Fiona Allan and Joanne Bark, sixth-year students at St Mungo's High in Falkirk, know all about the work-study balance. Money in their pockets for the weekend and for clothes is essential for the two 17-year-olds, but so is their commitment to go to university.
Supermarket checkout work is popular among their friends, and pays relatively well at pound;4 or pound;5 an hour for evening and weekend work, but Fiona's part-time job links to her future career plans as a physiotherapist.
As a student dance teacher, who has gone through initial qualifications, she keeps fit and can pick up around pound;30 a week for three hours on a Friday night and four hours on a Saturday morning by teaching girls aged three to 10 basic movement and steps.

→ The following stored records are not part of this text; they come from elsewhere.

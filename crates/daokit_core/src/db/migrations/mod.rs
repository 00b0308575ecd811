//! SQLite migration registry and executor.
//!
//! # Responsibility
//! - Register schema migrations in strictly increasing order.
//! - Apply pending migrations atomically.
//!
//! # Invariants
//! - `version` values must remain monotonic.
//! - Applied migration version is mirrored to `PRAGMA user_version`.

use crate::db::{DbError, DbResult};
use log::info;
use rusqlite::Connection;

#[derive(Debug, Clone, Copy)]
struct Migration {
    version: u32,
    sql: &'static str,
}

const MIGRATIONS: &[Migration] = &[Migration {
    version: 1,
    sql: include_str!("0001_init.sql"),
}];

/// Returns the latest migration version known by this binary.
pub fn latest_version() -> u32 {
    MIGRATIONS.last().map_or(0, |migration| migration.version)
}

/// Returns the schema version recorded in the database.
pub fn schema_version(conn: &Connection) -> DbResult<u32> {
    let version = conn.query_row("PRAGMA user_version;", [], |row| row.get::<_, u32>(0))?;
    Ok(version)
}

/// Applies all pending migrations on the provided connection.
pub fn apply_migrations(conn: &mut Connection) -> DbResult<()> {
    let current_version = schema_version(conn)?;
    let latest = latest_version();

    if current_version > latest {
        return Err(DbError::UnsupportedSchemaVersion {
            db_version: current_version,
            latest_supported: latest,
        });
    }

    if current_version == latest {
        return Ok(());
    }

    let tx = conn.transaction()?;
    for migration in MIGRATIONS {
        if migration.version <= current_version {
            continue;
        }

        tx.execute_batch(migration.sql)?;
        tx.execute_batch(&format!("PRAGMA user_version = {};", migration.version))?;
    }
    tx.commit()?;

    info!(
        "event=db_migrate module=db status=ok from_version={} to_version={}",
        current_version, latest
    );

    Ok(())
}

"It does not affect my studies and it's not like I'm working every night or three nights a week," she says. "I'm saving to go on holiday and it gives me the chance to go to the pictures. It's nice to have the option to go out."
Joanne waits tables when she can, picking up around pound;30 a night at weekends. She had a job in a cafe but found that too demanding and gave it up to focus on her studies. But now in S6 with her Highers behind her she is looking for more hours, perhaps in a supermarket.
"I just go out a lot and I need more money this year," she admits.
Both acknowledge that the school has cautioned senior pupils about getting the balance right. "You need to learn how much to do to leave enough time for school. I know that people working in Tescos and Asda are absolutely shattered," Fiona says.
"Most are quite sensible," says Joanne.